South America, from a distance

Cotopaxi by Frederic Edwin Church
Cotopaxi

“Cotopaxi,” from 1855, follows a specific template Church would return to often. The view in the painting does not exist in the real world, but Church wanted to give viewers a birds-eye view of the various climates found in Ecuador. His solution was to cut and paste. By doing this he can capture the ice-capped volcano Cotopaxi in the Andes, as well as the various micro-climates that lead down to the Amazon.

Heart of the Andes

South America, Up Close

Morning in the Tropics by Frederick Edwin Church
Morning in the Tropics

While Church traveled he would make copious charcoal, and oil sketches. After his travels he returned to his New York studio to paint. This distance from the actual landscapes allowed memory to mix with fact. It’s like how our mind remembers that perfect sunset as brighter, and fuller than an actual photo. In “Morning in the Tropics” Church created an intangible luminosity that highlights both the hazy morning sun on the river, and the details of river foliage.

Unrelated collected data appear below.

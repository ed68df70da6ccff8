//! Rate-limit detection over captured output.

use crate::domain::DispatchResult;

/// Returns `true` when a failed run's output matches any configured pattern.
///
/// Matching is case-insensitive substring containment over stdout and
/// stderr joined by `\n`, so a pattern never matches across the two streams.
/// Successful runs and empty pattern lists never match.
pub fn is_rate_limited(result: &DispatchResult, patterns: &[String]) -> bool {
    if result.exit_code == 0 {
        return false;
    }
    matches_any(&result.stdout, &result.stderr, patterns)
}

fn matches_any(stdout: &str, stderr: &str, patterns: &[String]) -> bool {
    let patterns: Vec<String> = patterns
        .iter()
        .filter(|p| !p.is_empty())
        .map(|p| p.to_lowercase())
        .collect();
    if patterns.is_empty() {
        return false;
    }

    let haystack = format!("{stdout}\n{stderr}").to_lowercase();
    patterns.iter().any(|p| haystack.contains(p.as_str()))
}
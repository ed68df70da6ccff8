//! Log setup for the `llm-dispatch` binary and embedders.
//!
//! Command output (dispatch results, extracted JSON, verdicts) owns stdout;
//! every log line goes to stderr so the two can be piped separately.
//! Only the first [`init_tracing`] call in a process installs a subscriber.

use tracing::Level;
use tracing_subscriber::layer::SubscriberExt;
use tracing_subscriber::util::SubscriberInitExt;
use tracing_subscriber::{fmt, EnvFilter};

/// Install a stderr subscriber filtered by `RUST_LOG`, or by `level` when
/// `RUST_LOG` is unset. `json` switches to one JSON object per line, which
/// carries the `event` field the `obs` helpers attach.
///
/// Returns `false` when a subscriber was already installed.
pub fn init_tracing(json: bool, level: Level) -> bool {
    let filter = EnvFilter::try_from_default_env().unwrap_or_else(|_| EnvFilter::new(level.as_str()));
    let stderr_layer = fmt::layer().with_target(false).with_writer(std::io::stderr);

    let installed = if json {
        tracing_subscriber::registry()
            .with(filter)
            .with(stderr_layer.json())
            .try_init()
    } else {
        tracing_subscriber::registry()
            .with(filter)
            .with(stderr_layer)
            .try_init()
    };
    installed.is_ok()
}

#[cfg(test)]
mod tests {
    use super::*;

    #[test]
    fn test_second_init_is_ignored() {
        init_tracing(false, Level::WARN);
        assert!(!init_tracing(true, Level::DEBUG));
    }
}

How He Created Art Blockbusters

Niagara by Frederic Edwin Church
Niagara

Church would frequently exhibit a single painting, and charge visitors 25 cents admission. In 1857, he did this with “Niagara,” a large scale view of Horseshoe Falls from the Canadian side of the river. Church found a way to create a unique, and somewhat harrowing glimpse of the waterfall. In two weeks time, over 100,000 people came to see the spectacle, some of them even brought binoculars. After New York, “Niagara” traveled up and down the East Coast, then headed to Europe.

Church was immensely popular for the majority of his life. His early successes allowed him to maintain a comfortable lifestyle even as the public moved on from the oversize landscapes of the Hudson River School. The movement did not stay in obscurity for long. Interest was rekindled in the works of the Church, and his peers by the 1940s.